#### WHAT NEEDS TO BE DONE
Using the data beneath, show every line that includes the word "macOS".

(Source records)
-=-=-
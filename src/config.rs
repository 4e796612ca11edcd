//! Configuration management for the TIDAL client.
//!
//! Values come from environment variables, optionally provided through a
//! `.env` file in the local data directory. Resolution order:
//! 1. Environment variables (highest priority)
//! 2. `.env` file in the local data directory
//! 3. Built-in defaults (where applicable)
//!
//! The library itself never reads the environment; [`session_config`]
//! collects everything into a [`SessionConfig`] that is handed to
//! [`Session`](crate::tidal::Session).

use std::{env, path::PathBuf, str::FromStr, time::Duration};

use tracing::debug;

use crate::{
    error::{Error, Result},
    tidal::SessionConfig,
    types::{AudioQuality, VideoQuality},
};

const APP_DIR: &str = "tidlcli";

/// Returns the directory holding the `.env` file and the credential file.
///
/// - Linux: `~/.local/share/tidlcli`
/// - macOS: `~/Library/Application Support/tidlcli`
/// - Windows: `%LOCALAPPDATA%/tidlcli`
pub fn data_dir() -> PathBuf {
    let mut path = dirs::data_local_dir().unwrap_or_else(|| PathBuf::from("."));
    path.push(APP_DIR);
    path
}

/// Loads environment variables from `<data_dir>/.env`.
///
/// Creates the data directory if it doesn't exist. A missing `.env` file is
/// not an error: the variables may already be set in the environment.
///
/// # Errors
///
/// Returns [`Error::Config`] if the directory cannot be created or the
/// `.env` file exists but cannot be parsed.
///
/// # Example
///
/// ```rust,ignore
/// use tidlcli::config;
///
/// #[tokio::main]
/// async fn main() {
///     if let Err(e) = config::load_env().await {
///         eprintln!("Configuration error: {}", e);
///     }
/// }
/// ```
pub async fn load_env() -> Result<()> {
    let dir = data_dir();
    async_fs::create_dir_all(&dir)
        .await
        .map_err(|e| Error::Config(format!("{}: {}", dir.display(), e)))?;

    let path = dir.join(".env");
    if !path.is_file() {
        debug!(path = %path.display(), "no .env file, using the process environment");
        return Ok(());
    }

    dotenv::from_path(&path).map_err(|e| Error::Config(format!("{}: {}", path.display(), e)))?;
    Ok(())
}

/// Returns the API client id.
///
/// Retrieves `TIDAL_CLIENT_ID`, the id of the registered application. It
/// is also the only credential a demo session sends.
///
/// # Errors
///
/// Returns [`Error::Config`] if the variable is not set or empty.
pub fn client_id() -> Result<String> {
    required("TIDAL_CLIENT_ID")
}

/// Returns the API client secret.
///
/// Retrieves `TIDAL_CLIENT_SECRET`. It is required for device-flow login
/// and token refresh, and never written to the credential file.
///
/// # Security Note
///
/// The client secret should be kept confidential and never exposed in logs
/// or version control.
pub fn client_secret() -> Result<String> {
    required("TIDAL_CLIENT_SECRET")
}

/// Returns the API base URL (`TIDAL_API_URL`).
///
/// Defaults to `https://api.tidal.com/v1`.
pub fn api_url() -> String {
    env::var("TIDAL_API_URL").unwrap_or_else(|_| "https://api.tidal.com/v1".to_string())
}

/// Returns the OAuth2 base URL (`TIDAL_AUTH_URL`).
///
/// Defaults to `https://auth.tidal.com/v1/oauth2`. The device authorization
/// and token endpoints live below it.
pub fn auth_url() -> String {
    env::var("TIDAL_AUTH_URL").unwrap_or_else(|_| "https://auth.tidal.com/v1/oauth2".to_string())
}

/// Returns the OAuth2 scope requested at login (`TIDAL_SCOPE`).
pub fn scope() -> String {
    env::var("TIDAL_SCOPE").unwrap_or_else(|_| "r_usr w_usr w_sub".to_string())
}

/// Seconds before expiry at which the access token is refreshed
/// (`TIDAL_REFRESH_MARGIN_SECS`, default 60).
pub fn refresh_margin_secs() -> Result<i64> {
    parsed("TIDAL_REFRESH_MARGIN_SECS", 60)
}

/// Timeout of a single HTTP exchange (`TIDAL_HTTP_TIMEOUT_SECS`, default 30).
pub fn http_timeout() -> Result<Duration> {
    parsed("TIDAL_HTTP_TIMEOUT_SECS", 30).map(Duration::from_secs)
}

/// Location of the credential file (`TIDAL_PERSISTENT_FILE`).
///
/// Defaults to `<data_dir>/persistent.json`.
pub fn persistent_file() -> PathBuf {
    env::var("TIDAL_PERSISTENT_FILE")
        .map(PathBuf::from)
        .unwrap_or_else(|_| data_dir().join("persistent.json"))
}

pub fn audio_quality() -> Result<AudioQuality> {
    parsed("TIDAL_AUDIO_QUALITY", AudioQuality::default())
}

pub fn video_quality() -> Result<VideoQuality> {
    parsed("TIDAL_VIDEO_QUALITY", VideoQuality::default())
}

/// Assembles a [`SessionConfig`] from the environment.
///
/// A missing client secret is tolerated so demo sessions can run with the
/// client id alone.
pub fn session_config() -> Result<SessionConfig> {
    let mut config = SessionConfig::new(client_id()?, client_secret().unwrap_or_default());
    config.api_url = api_url();
    config.auth_url = auth_url();
    config.scope = scope();
    config.refresh_margin_secs = refresh_margin_secs()?;
    config.timeout = http_timeout()?;
    config.persistent_file = persistent_file();
    config.audio_quality = audio_quality()?;
    config.video_quality = video_quality()?;
    Ok(config)
}

fn required(key: &str) -> Result<String> {
    env::var(key)
        .ok()
        .filter(|value| !value.trim().is_empty())
        .ok_or_else(|| Error::Config(format!("{} must be set", key)))
}

fn parsed<T>(key: &str, default: T) -> Result<T>
where
    T: FromStr,
    T::Err: std::fmt::Display,
{
    match env::var(key) {
        Ok(value) => value
            .trim()
            .parse()
            .map_err(|e| Error::Config(format!("{}: {}", key, e))),
        Err(_) => Ok(default),
    }
}
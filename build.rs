//! Build script for the TIDAL command-line client.
//!
//! Copies the `.env.example` configuration template into the user's local
//! data directory so it sits next to the `.env` file the binary reads.

use std::{env, fs, path::PathBuf};

/// Copies `.env.example` from the crate root to `<data_local_dir>/tidlcli/`.
///
/// - Linux: `~/.local/share/tidlcli/.env.example`
/// - macOS: `~/Library/Application Support/tidlcli/.env.example`
/// - Windows: `%LOCALAPPDATA%/tidlcli/.env.example`
///
/// A missing template only produces a cargo warning. Failing to create the
/// directory or write the file fails the build.
fn main() -> Result<(), Box<dyn std::error::Error>> {
    println!("cargo:rerun-if-changed=.env.example");

    let manifest_dir = PathBuf::from(env::var("CARGO_MANIFEST_DIR")?);
    let template = manifest_dir.join(".env.example");

    let mut out_dir = dirs::data_local_dir().unwrap_or_else(|| PathBuf::from("."));
    out_dir.push("tidlcli");
    fs::create_dir_all(&out_dir)?;

    if template.is_file() {
        fs::copy(&template, out_dir.join(".env.example"))?;
    } else {
        println!("cargo:warning=.env.example not found at {}", template.display());
    }

    Ok(())
}
use chrono::Utc;

use crate::types::ArtistRef;

/// Longest ETag value accepted from a response header, in bytes.
pub const MAX_ETAG_LEN: usize = 256;

pub fn now_timestamp() -> i64 {
    Utc::now().timestamp()
}

/// Extracts the `ETag` value from a raw header block.
///
/// Header names are matched case-insensitively, surrounding quotes and a
/// weak-validator prefix are stripped. Values longer than [`MAX_ETAG_LEN`]
/// are rejected. The header block itself may be of any length.
pub fn extract_etag(header_block: &[u8]) -> Option<String> {
    let text = String::from_utf8_lossy(header_block);

    text.lines()
        .filter_map(|line| line.split_once(':'))
        .find(|(name, _)| name.trim().eq_ignore_ascii_case("etag"))
        .map(|(_, value)| {
            let value = value.trim();
            let value = value.strip_prefix("W/").unwrap_or(value);
            value.trim_matches('"').to_string()
        })
        .filter(|value| !value.is_empty() && value.len() <= MAX_ETAG_LEN)
}

pub fn if_none_match(etag: &str) -> (String, String) {
    ("if-none-match".to_string(), etag.to_string())
}

/// Joins ids with commas for form bodies like `trackIds=1,2,3`.
pub fn join_ids<T: ToString>(ids: &[T]) -> String {
    ids.iter()
        .map(|id| id.to_string())
        .collect::<Vec<_>>()
        .join(",")
}

pub fn join_artist_names(artists: &[ArtistRef]) -> String {
    artists
        .iter()
        .map(|a| a.name.as_str())
        .collect::<Vec<_>>()
        .join(", ")
}

/// Formats seconds as `m:ss` or `h:mm:ss`.
pub fn format_duration(seconds: u64) -> String {
    let hours = seconds / 3600;
    let minutes = (seconds % 3600) / 60;
    let secs = seconds % 60;
    if hours > 0 {
        format!("{}:{:02}:{:02}", hours, minutes, secs)
    } else {
        format!("{}:{:02}", minutes, secs)
    }
}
-=-=-
#### EXERCISE SOLUTION
/// - macOS: `~/Library/Application Support/tidlcli`
/// - macOS: `~/Library/Application Support/tidlcli/.env.example`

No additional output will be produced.